Back in December I went out to Amsterdam to setup Mozilla’s first international datacenter. The build out included two database machines, three webservers, two VMWare ESX servers and two Citrix Netscalers (along with various PDUs and networking gear).
When I got back I was on a kick to get as much usage out of that facility as we could and very quickly got all of our static websites replicated out there. As expected, response times to www.mozilla.com for our European users dropped dramatically. We also setup a CVS mirror and eventually a community l10n server.
One of the last things to make its way out there is all the dynamically generated websites, most notably addons.mozilla.org. The problem, or difficulty, is that all of these sites rely on some MySQL database and replicating the read-write portion of it is not for the faint of heart (master-master across 6000 miles?).
I took an initial stab at replicating just the read-only slave databases out to Amsterdam. This is doable and has been running since February taking a consistent 60Kbps to maintain.
But reworking all the webapps to know about a read-only site vs. a read-write site is challenging and requires time that hasn’t been available. And the more I thought about it the more I came to think that this method wasn’t right. The more datacenters Mozilla has, the more complicated database replication becomes and the more bandwidth I need just to maintain content syncs and databases.
I started wondering how other sites have solved this problem and turned to Wikipedia to see if I could figure out what they were doing and went so far as to email them to see how they invented this wheel. I got a very good email back from Mark and Brion which talked about how they use Squid to proxy/cache content from their primary datacenter in Florida. They use explicit cache invalidations when a page content has changed and use a static geographic database for geographic load balancing (versus the dynamic method we’re using).
In a lot of ways, their application mirrors the issues AMO has. It’s a highly cachable site too.

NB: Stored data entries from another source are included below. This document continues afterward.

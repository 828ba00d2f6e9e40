// Copyright 2025 eraflo
//
// Licensed under the Apache License, Version 2.0 (the "License");
// you may not use this file except in compliance with the License.
// You may obtain a copy of the License at
//
//     http://www.apache.org/licenses/LICENSE-2.0
//
// Unless required by applicable law or agreed to in writing, software
// distributed under the License is distributed on an "AS IS" BASIS,
// WITHOUT WARRANTIES OR CONDITIONS OF ANY KIND, either express or implied.
// See the License for the specific language governing permissions and
// limitations under the License.

use super::{FrameEvent, Phase};
use crate::cache::CacheElement;
use std::fmt;
use std::sync::{Mutex, MutexGuard, PoisonError};

type Buckets = [Vec<FrameEvent>; Phase::COUNT];
type FlushHook = Box<dyn Fn(&FrameListener) + Send + Sync>;

/// A thread-safe queue of [`FrameEvent`]s with one FIFO bucket per [`Phase`].
///
/// Any thread may post; the render thread drains one phase at a time. The
/// bucket is swapped out under the lock and executed after the lock is
/// released, so events posted while a batch runs (including by the batch
/// itself) wait for the next [`fire_events`](Self::fire_events) call.
pub struct FrameListener {
    name: String,
    buckets: Mutex<Buckets>,
    flush_hook: Option<FlushHook>,
}

impl FrameListener {
    /// Creates an empty listener.
    pub fn new(name: impl Into<String>) -> Self {
        Self {
            name: name.into(),
            buckets: Mutex::new(std::array::from_fn(|_| Vec::new())),
            flush_hook: None,
        }
    }

    /// Installs a hook called at the end of every [`flush`](Self::flush), for
    /// listener-specific teardown.
    pub fn with_flush_hook<F>(mut self, hook: F) -> Self
    where
        F: Fn(&FrameListener) + Send + Sync + 'static,
    {
        self.flush_hook = Some(Box::new(hook));
        self
    }

    /// The listener name.
    pub fn name(&self) -> &str {
        &self.name
    }

    fn buckets(&self) -> MutexGuard<'_, Buckets> {
        // Buckets are only pushed to or swapped out, so a poisoned lock still holds valid data.
        self.buckets.lock().unwrap_or_else(PoisonError::into_inner)
    }

    /// Queues `event` at the back of the bucket for its phase.
    pub fn post_event(&self, event: FrameEvent) {
        let phase = event.phase();
        log::trace!(
            "FrameListener '{}': queued {} event for {}",
            self.name,
            event.kind(),
            phase
        );
        self.buckets()[phase.index()].push(event);
    }

    /// Applies every event queued for `phase`, in post order, on the calling thread.
    ///
    /// Returns `false` if an event failed. The first failure stops the batch:
    /// the events after it are dropped without being applied and are not
    /// queued again.
    pub fn fire_events(&self, phase: Phase) -> bool {
        let batch = std::mem::take(&mut self.buckets()[phase.index()]);
        if batch.is_empty() {
            return true;
        }

        let mut events = batch.into_iter();
        let mut result = true;
        for event in events.by_ref() {
            if let Err(err) = event.apply() {
                log::error!("Encountered exception while processing events: {err}");
                result = false;
                break;
            }
        }

        let discarded = events.len();
        if discarded > 0 {
            log::warn!(
                "FrameListener '{}': discarded {} {} event(s) after a failure",
                self.name,
                discarded,
                phase
            );
        }

        result
    }

    /// Drops every pending event of every phase without applying it, then
    /// runs the flush hook. Returns the number of events discarded.
    pub fn flush(&self) -> usize {
        let discarded: Vec<Vec<FrameEvent>> = self
            .buckets()
            .iter_mut()
            .map(std::mem::take)
            .collect();
        let count = discarded.iter().map(Vec::len).sum();
        drop(discarded);

        if count > 0 {
            log::debug!(
                "FrameListener '{}': flushed {} pending event(s)",
                self.name,
                count
            );
        }

        if let Some(hook) = &self.flush_hook {
            hook(self);
        }

        count
    }

    /// Number of events waiting for `phase`.
    pub fn pending(&self, phase: Phase) -> usize {
        self.buckets()[phase.index()].len()
    }

    /// Number of events waiting across all phases.
    pub fn pending_total(&self) -> usize {
        self.buckets().iter().map(Vec::len).sum()
    }

    /// Returns `true` if no event is waiting in any phase.
    pub fn is_empty(&self) -> bool {
        self.pending_total() == 0
    }
}

impl CacheElement for FrameListener {
    const TYPE_NAME: &'static str = "FrameListener";

    fn name(&self) -> &str {
        &self.name
    }
}

impl fmt::Debug for FrameListener {
    fn fmt(&self, f: &mut fmt::Formatter<'_>) -> fmt::Result {
        f.debug_struct("FrameListener")
            .field("name", &self.name)
            .field("pending", &self.pending_total())
            .finish()
    }
}

impl Drop for FrameListener {
    fn drop(&mut self) {
        let buckets = self
            .buckets
            .get_mut()
            .unwrap_or_else(PoisonError::into_inner);
        let pending: usize = buckets.iter().map(Vec::len).sum();
        if pending > 0 {
            log::debug!(
                "FrameListener '{}' dropped with {} pending event(s)",
                self.name,
                pending
            );
        }
    }
}

#[cfg(test)]
mod tests {
    use super::*;
    use std::sync::atomic::{AtomicBool, AtomicUsize, Ordering};
    use std::sync::{Arc, Mutex};
    use std::thread;

    fn recorder(log: &Arc<Mutex<Vec<&'static str>>>, tag: &'static str, phase: Phase) -> FrameEvent {
        let log = log.clone();
        FrameEvent::functor(phase, move || {
            log.lock().unwrap().push(tag);
            Ok(true)
        })
    }

    #[test]
    fn events_fire_in_post_order() {
        let listener = FrameListener::new("test");
        let log = Arc::new(Mutex::new(Vec::new()));

        listener.post_event(recorder(&log, "e1", Phase::PreRender));
        listener.post_event(recorder(&log, "e2", Phase::PreRender));
        listener.post_event(recorder(&log, "e3", Phase::PreRender));

        assert_eq!(listener.pending(Phase::PreRender), 3);
        assert!(listener.fire_events(Phase::PreRender));
        assert_eq!(*log.lock().unwrap(), vec!["e1", "e2", "e3"]);
        assert!(listener.is_empty());
    }

    #[test]
    fn phases_are_drained_independently() {
        let listener = FrameListener::new("test");
        let log = Arc::new(Mutex::new(Vec::new()));

        listener.post_event(recorder(&log, "post", Phase::PostRender));
        listener.post_event(recorder(&log, "pre", Phase::PreRender));

        assert!(listener.fire_events(Phase::PreRender));
        assert_eq!(*log.lock().unwrap(), vec!["pre"]);
        assert_eq!(listener.pending(Phase::PostRender), 1);

        assert!(listener.fire_events(Phase::PostRender));
        assert_eq!(*log.lock().unwrap(), vec!["pre", "post"]);
    }

    #[test]
    fn firing_an_empty_phase_succeeds() {
        let listener = FrameListener::new("test");
        assert!(listener.fire_events(Phase::QueueRender));
    }

    #[test]
    fn events_posted_during_fire_wait_for_next_call() {
        let listener = Arc::new(FrameListener::new("test"));
        let log = Arc::new(Mutex::new(Vec::new()));

        let inner_log = log.clone();
        let inner_listener = listener.clone();
        listener.post_event(FrameEvent::functor(Phase::PreRender, move || {
            inner_log.lock().unwrap().push("e1");
            inner_listener.post_event(recorder(&inner_log, "e3", Phase::PreRender));
            Ok(true)
        }));

        assert!(listener.fire_events(Phase::PreRender));
        assert_eq!(*log.lock().unwrap(), vec!["e1"]);
        assert_eq!(listener.pending(Phase::PreRender), 1);

        assert!(listener.fire_events(Phase::PreRender));
        assert_eq!(*log.lock().unwrap(), vec!["e1", "e3"]);
    }

    #[test]
    fn flush_discards_without_applying() {
        let applied = Arc::new(AtomicBool::new(false));
        let flushed = Arc::new(AtomicUsize::new(0));

        let hook_count = flushed.clone();
        let listener = FrameListener::new("test").with_flush_hook(move |_| {
            hook_count.fetch_add(1, Ordering::SeqCst);
        });

        let flag = applied.clone();
        listener.post_event(FrameEvent::functor(Phase::PreRender, move || {
            flag.store(true, Ordering::SeqCst);
            Ok(true)
        }));
        listener.post_event(FrameEvent::functor(Phase::PostRender, || Ok(true)));

        assert_eq!(listener.flush(), 2);
        assert!(listener.fire_events(Phase::PreRender));
        assert!(!applied.load(Ordering::SeqCst));
        assert_eq!(flushed.load(Ordering::SeqCst), 1);
    }

    #[test]
    fn failure_stops_batch_and_discards_remainder() {
        let listener = FrameListener::new("test");
        let log = Arc::new(Mutex::new(Vec::new()));

        listener.post_event(recorder(&log, "e1", Phase::PreRender));
        listener.post_event(FrameEvent::functor(Phase::PreRender, || {
            anyhow::bail!("out of memory")
        }));
        listener.post_event(recorder(&log, "e3", Phase::PreRender));

        assert!(!listener.fire_events(Phase::PreRender));
        assert_eq!(*log.lock().unwrap(), vec!["e1"]);

        // The skipped event is gone, not re-queued.
        assert_eq!(listener.pending(Phase::PreRender), 0);
        assert!(listener.fire_events(Phase::PreRender));
        assert_eq!(*log.lock().unwrap(), vec!["e1"]);
    }

    #[test]
    fn posting_from_many_threads() {
        let listener = Arc::new(FrameListener::new("test"));
        let count = Arc::new(AtomicUsize::new(0));

        let handles: Vec<_> = (0..8)
            .map(|_| {
                let listener = listener.clone();
                let count = count.clone();
                thread::spawn(move || {
                    for _ in 0..100 {
                        let count = count.clone();
                        listener.post_event(FrameEvent::functor(Phase::QueueRender, move || {
                            count.fetch_add(1, Ordering::SeqCst);
                            Ok(true)
                        }));
                    }
                })
            })
            .collect();
        for handle in handles {
            handle.join().expect("Poster thread panicked");
        }

        assert_eq!(listener.pending(Phase::QueueRender), 800);
        assert!(listener.fire_events(Phase::QueueRender));
        assert_eq!(count.load(Ordering::SeqCst), 800);
    }

    #[test]
    fn posts_racing_fire_are_applied_exactly_once() {
        const POSTS: usize = 2000;
        let listener = Arc::new(FrameListener::new("test"));
        let applied = Arc::new(Mutex::new(Vec::with_capacity(POSTS)));
        let done = Arc::new(AtomicBool::new(false));

        let poster = {
            let listener = listener.clone();
            let applied = applied.clone();
            let done = done.clone();
            thread::spawn(move || {
                for index in 0..POSTS {
                    let applied = applied.clone();
                    listener.post_event(FrameEvent::functor(Phase::PreRender, move || {
                        applied.lock().unwrap().push(index);
                        Ok(true)
                    }));
                }
                done.store(true, Ordering::SeqCst);
            })
        };

        while !done.load(Ordering::SeqCst) {
            assert!(listener.fire_events(Phase::PreRender));
        }
        poster.join().expect("Poster thread panicked");
        // Whatever landed after the last racing call runs on the next one.
        assert!(listener.fire_events(Phase::PreRender));

        let applied = applied.lock().unwrap();
        // One poster, so FIFO per bucket also holds across batches.
        assert_eq!(*applied, (0..POSTS).collect::<Vec<_>>());
        assert!(listener.is_empty());
    }
}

For the past week we’ve been testing this method using the Netscalers and are hoping to switch to production next week. Morgamic sent the following out earlier today:
Matthew has set up AMO on the .nl cluster using the netscaler there. He asked us to take a look. The IP there is 126.96.36.199 — should be able to test by changing your hosts file.
Notes about the install:
- public pages are cached entries delivered from the local NS
- logged-in pages are actually from the sjc cluster
- admin/dev/editor pages are all still from the sjc cluster
This is an overseas cache that should help offload a lot of the public traffic, so it’s good news. Can you guys think of any reason why we can’t push this live next week? Can you take a look and see if everything looks alright w/ the .nl pages?
I’m really excited about this! If it works as expected, it drastically reduces the entry barrier to opening POPs in other countries and means we can start improving user experience without a complicated infrastructure built out.
If you happen to test the site out, please let me know your feedback.